1.2. Overview of the basal ganglia architecture
The primate BG is composed of several distinct nuclei with a complex but reasonably well-understood connectivity. We use a somewhat simplified architecture which, nevertheless, captures much of this structure and connectivity (Mink, 1996). The principal nuclei are the striatum, the subthalamic nucleus (STN), the globus pallidus (GP), and the substantia nigra (SN; figure 1a). The GP is also sub-divided into the internal (GPi) and external (GPe) segments, and the SN into the pars reticulata (SNr) and pars compacta (SNc; figure 1b). The biggest proportion of the SNc neural population consists of dopaminergic (dopamine) neurons that send diffuse projections to the striatum (Smith et al., 1994). There, they connect to two different neuronal populations, each expressing a different subtype of dopamine receptors, called D1 and D2 receptors. Interestingly, D1-expressing neurons in the striatum project predominantly to the GPi/SNr while D2-expressing neurons project to the GPe (figure 1a), with all these striatal projections being inhibitory (Ericsson et al., 2013; Smith et al., 1998). Finally, unlike any other nucleus in the BG, the STN sends excitatory projections to its targets, which are the GPi/SNr and the GPe (Shink et al., 1996). Further, these projections are diffuse (Parent & Hazrati, 1993). In return, the GPe sends focused, rather than diffuse, reciprocal inhibitory projections back to the STN. It also sends focused inhibitory projections to the GPi/SNr.

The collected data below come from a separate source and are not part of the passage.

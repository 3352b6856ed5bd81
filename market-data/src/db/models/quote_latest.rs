use crate::{
    db::models::instrument::Instrument,
    schema::{instruments, markets, quote_latest},
};
use bigdecimal::BigDecimal;
use chrono::{DateTime, Utc};
use diesel::prelude::*;
use diesel_async::{AsyncPgConnection, RunQueryDsl};
use field_count::FieldCount;
use serde::{Deserialize, Serialize};
use uuid::Uuid;

#[derive(Clone, Debug, Deserialize, Identifiable, Queryable, Selectable, Serialize)]
#[diesel(primary_key(instrument_id))]
#[diesel(table_name = quote_latest)]
pub struct QuoteLatest {
    pub instrument_id: Uuid,
    pub last_price: BigDecimal,
    pub change_pct: BigDecimal,
    pub volume: Option<i64>,
    pub last_trade_at: DateTime<Utc>,
    pub provider: Option<String>,
    pub updated_at: DateTime<Utc>,
}

/// Parsed quote fields as produced by a provider row.
#[derive(Clone, Debug, Deserialize, Serialize)]
pub struct QuoteLatestInput {
    pub last_price: BigDecimal,
    pub change_pct: BigDecimal,
    pub volume: Option<i64>,
    pub last_trade_at: DateTime<Utc>,
    pub provider: Option<String>,
}

#[derive(Clone, Debug, FieldCount, Insertable)]
#[diesel(table_name = quote_latest)]
struct NewQuoteLatest {
    instrument_id: Uuid,
    last_price: BigDecimal,
    change_pct: BigDecimal,
    volume: Option<i64>,
    last_trade_at: DateTime<Utc>,
    provider: Option<String>,
}

impl QuoteLatest {
    /// Upserts the one-per-instrument latest quote. The existing row is taken
    /// `FOR UPDATE` so concurrent writers for the same instrument serialize on
    /// the row lock instead of clobbering each other.
    pub async fn upsert(
        conn: &mut AsyncPgConnection,
        instrument_id: Uuid,
        input: &QuoteLatestInput,
    ) -> QueryResult<QuoteLatest> {
        let locked: Option<QuoteLatest> = quote_latest::table
            .filter(quote_latest::instrument_id.eq(instrument_id))
            .for_update()
            .select(QuoteLatest::as_select())
            .first(conn)
            .await
            .optional()?;

        match locked {
            Some(_) => {
                diesel::update(quote_latest::table.find(instrument_id))
                    .set((
                        quote_latest::last_price.eq(&input.last_price),
                        quote_latest::change_pct.eq(&input.change_pct),
                        quote_latest::volume.eq(input.volume),
                        quote_latest::last_trade_at.eq(input.last_trade_at),
                        quote_latest::provider.eq(&input.provider),
                        quote_latest::updated_at.eq(diesel::dsl::now),
                    ))
                    .returning(QuoteLatest::as_returning())
                    .get_result(conn)
                    .await
            },
            None => {
                diesel::insert_into(quote_latest::table)
                    .values(NewQuoteLatest {
                        instrument_id,
                        last_price: input.last_price.clone(),
                        change_pct: input.change_pct.clone(),
                        volume: input.volume,
                        last_trade_at: input.last_trade_at,
                        provider: input.provider.clone(),
                    })
                    .returning(QuoteLatest::as_returning())
                    .get_result(conn)
                    .await
            },
        }
    }

    pub async fn fetch_for_symbol(
        conn: &mut AsyncPgConnection,
        mic: &str,
        symbol: &str,
    ) -> QueryResult<Option<(QuoteLatest, Instrument)>> {
        quote_latest::table
            .inner_join(instruments::table.inner_join(markets::table))
            .filter(markets::mic.eq(mic))
            .filter(instruments::symbol.eq(symbol))
            .select((QuoteLatest::as_select(), Instrument::as_select()))
            .first(conn)
            .await
            .optional()
    }

    pub async fn fetch_for_mic(
        conn: &mut AsyncPgConnection,
        mic: &str,
    ) -> QueryResult<Vec<(QuoteLatest, Instrument)>> {
        quote_latest::table
            .inner_join(instruments::table.inner_join(markets::table))
            .filter(markets::mic.eq(mic))
            .order_by(instruments::symbol.asc())
            .select((QuoteLatest::as_select(), Instrument::as_select()))
            .load(conn)
            .await
    }

    /// Latest (price, market currency) per symbol, market-independent. Used by
    /// the wallet service to value holdings.
    pub async fn fetch_for_symbols(
        conn: &mut AsyncPgConnection,
        symbols: &[String],
    ) -> QueryResult<Vec<(String, QuoteLatest, crate::db::enums::Currency)>> {
        quote_latest::table
            .inner_join(instruments::table.inner_join(markets::table))
            .filter(instruments::symbol.eq_any(symbols))
            .select((
                instruments::symbol,
                QuoteLatest::as_select(),
                markets::currency,
            ))
            .load(conn)
            .await
    }
}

Consistent with the action selection hypothesis and the central switch hypothesis, the BG receives a massive amount of projections from virtually the whole cortex (except the primary visual and auditory cortex), the thalamus and the limbic system (Coizet et al., 2009; Feger et al., 1994; Lanciego et al., 2004; Monakow et al., 1978; Nakano et al., 2000; Sharpe et al., 2019). Consequently, the BG can theoretically receive a great variety of sensory, cognitive, and motivational information (Sharpe et al., 2019), which provides the required contextual information to properly define the relative value of each action (e.g. prominence of the stimulus or immediate utility). These various inputs enter the BG through the striatum and the STN. The main output nuclei of the BG are the GPi and the SNr, which innervate the ventral thalamus, which in turn projects back to the cortex. This thalamo-cortical connection therefore completes an anatomical loop that goes from the cortex to the BG to the thalamus, and back to the cortex (Alexander et al., 1986; Wiesendanger et al., 2004). The BG contains a large amount of these loops, which are organized in parallel with each other. Critically, the BG’s default output is a tonic inhibition from the GPi/SNr to the thalamus (figure 1a, b). Actions are supposed to be permitted in BG by selective release of this inhibition so that reduced output from GPi/SNr leads to disinhibition of an action (Chevalier & Deniau, 1990).

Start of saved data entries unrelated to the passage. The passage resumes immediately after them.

use super::{AppState, AuthUser};
use crate::{
    error::WalletError,
    money::FxTable,
    services::{
        assets::{sell_metal_holding, sell_real_estate as sell_real_estate_service,
            SellMetalRequest, SellRealEstateRequest},
        reporting::{build_wallet_manager_tree, WalletManagerWalletOut},
        snapshots::{create_monthly_snapshot as create_monthly_snapshot_service, SnapshotOutcome},
    },
};
use axum::{
    extract::{Path, State},
    Json,
};
use bigdecimal::BigDecimal;
use diesel_async::{scoped_futures::ScopedFutureExt, AsyncConnection};
use serde::{Deserialize, Serialize};
use std::{collections::HashMap, str::FromStr};
use uuid::Uuid;

/// FX maps arrive as `pair -> rate` with rates as JSON numbers or strings.
fn parse_fx_map(raw: &HashMap<String, serde_json::Value>) -> Result<FxTable, WalletError> {
    let mut table = FxTable::new();
    for (pair, value) in raw {
        let rate = match value {
            serde_json::Value::String(s) => BigDecimal::from_str(s).ok(),
            serde_json::Value::Number(n) => BigDecimal::from_str(&n.to_string()).ok(),
            _ => None,
        }
        .ok_or_else(|| {
            WalletError::Validation(format!("Invalid FX rate for pair {pair:?}"))
        })?;
        table.insert(pair.clone(), rate);
    }
    Ok(table)
}

#[derive(Debug, Deserialize)]
pub struct CreateMonthlySnapshotIn {
    pub month_key: String,
    pub currency_rate: HashMap<String, serde_json::Value>,
}

pub async fn create_monthly_snapshot(
    State(state): State<AppState>,
    AuthUser(user_id): AuthUser,
    Json(body): Json<CreateMonthlySnapshotIn>,
) -> Result<Json<SnapshotOutcome>, WalletError> {
    let fx_map = parse_fx_map(&body.currency_rate)?;
    let mut conn = state.pool.get().await.map_err(WalletError::pool)?;
    let stock = state.stock.clone();
    let month_key = body.month_key.clone();
    let outcome = conn
        .transaction::<_, WalletError, _>(|conn| {
            async move {
                create_monthly_snapshot_service(conn, &stock, user_id, &month_key, &fx_map).await
            }
            .scope_boxed()
        })
        .await?;
    Ok(Json(outcome))
}

#[derive(Debug, Deserialize)]
pub struct WalletManagerTreeIn {
    #[serde(default = "default_months")]
    pub months: u32,
    #[serde(default)]
    pub currency_rate: HashMap<String, serde_json::Value>,
}

fn default_months() -> u32 {
    12
}

pub async fn wallet_manager_tree(
    State(state): State<AppState>,
    AuthUser(user_id): AuthUser,
    Json(body): Json<WalletManagerTreeIn>,
) -> Result<Json<Vec<WalletManagerWalletOut>>, WalletError> {
    let fx_map = parse_fx_map(&body.currency_rate)?;
    let mut conn = state.pool.get().await.map_err(WalletError::pool)?;
    let tree =
        build_wallet_manager_tree(&mut conn, &state.stock, user_id, body.months, &fx_map).await?;
    Ok(Json(tree))
}

#[derive(Debug, Serialize)]
pub struct SellOut {
    pub ok: bool,
}

pub async fn sell_metal(
    State(state): State<AppState>,
    AuthUser(user_id): AuthUser,
    Path(metal_holding_id): Path<Uuid>,
    Json(body): Json<SellMetalRequest>,
) -> Result<Json<SellOut>, WalletError> {
    let mut conn = state.pool.get().await.map_err(WalletError::pool)?;
    conn.transaction::<_, WalletError, _>(|conn| {
        async move { sell_metal_holding(conn, user_id, metal_holding_id, &body).await }
            .scope_boxed()
    })
    .await?;
    Ok(Json(SellOut { ok: true }))
}

pub async fn sell_real_estate(
    State(state): State<AppState>,
    AuthUser(user_id): AuthUser,
    Path(real_estate_id): Path<Uuid>,
    Json(body): Json<SellRealEstateRequest>,
) -> Result<Json<SellOut>, WalletError> {
    let mut conn = state.pool.get().await.map_err(WalletError::pool)?;
    conn.transaction::<_, WalletError, _>(|conn| {
        async move { sell_real_estate_service(conn, user_id, real_estate_id, &body).await }
            .scope_boxed()
    })
    .await?;
    Ok(Json(SellOut { ok: true }))
}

1.3. The basal ganglia architecture supports the action selection hypothesis
The anatomy of the BG outlined here is well suited for action selection, or any selection computation in general (Bariselli et al., 2019; Kwak & Jung, 2019). This was illustrated by Gurney, Prescott and Redgrave in a computational model of the BG (Gurney et al., 2001a;0) — henceforth referred to as the “GPR” model — that reproduces the functional architecture in figure 1a. The main assumption of the GPR model is that each action is represented in the BG by a specific stream of sensory, cognitive and emotional information called a “channel” which represents one possible action to perform. Channels are organized in parallel, in line with physiological and histological evidence (Alexander et al., 1986; Graybiel et al., 1981). Those channels then compete with each other through off-center/on-surround computation in the BG circuit, with the “winning” channel eventually suppressing the other channels’ activity to promote its own selection (Girard et al., 2020).
Center/surround activity has been experimentally observed in the BG (Mink & Thach, 1993), and is the result of a diffuse excitatory drive from the STN and focused inhibitory drive from the striatum (figure 2a, b) (Gurney et al., 2001a). If a channel, say, the middle channel in figure 2b, receives a stronger drive from the cortex (figure 2b), the STN will more strongly activate all channels in the output layer through its diffuse projection, while only the middle channel will receive an equally strong inhibition from the striatum. Therefore, the middle channel’s output will be em less than the other channels’ output, as required by the disinhibition hypothesis outlined above.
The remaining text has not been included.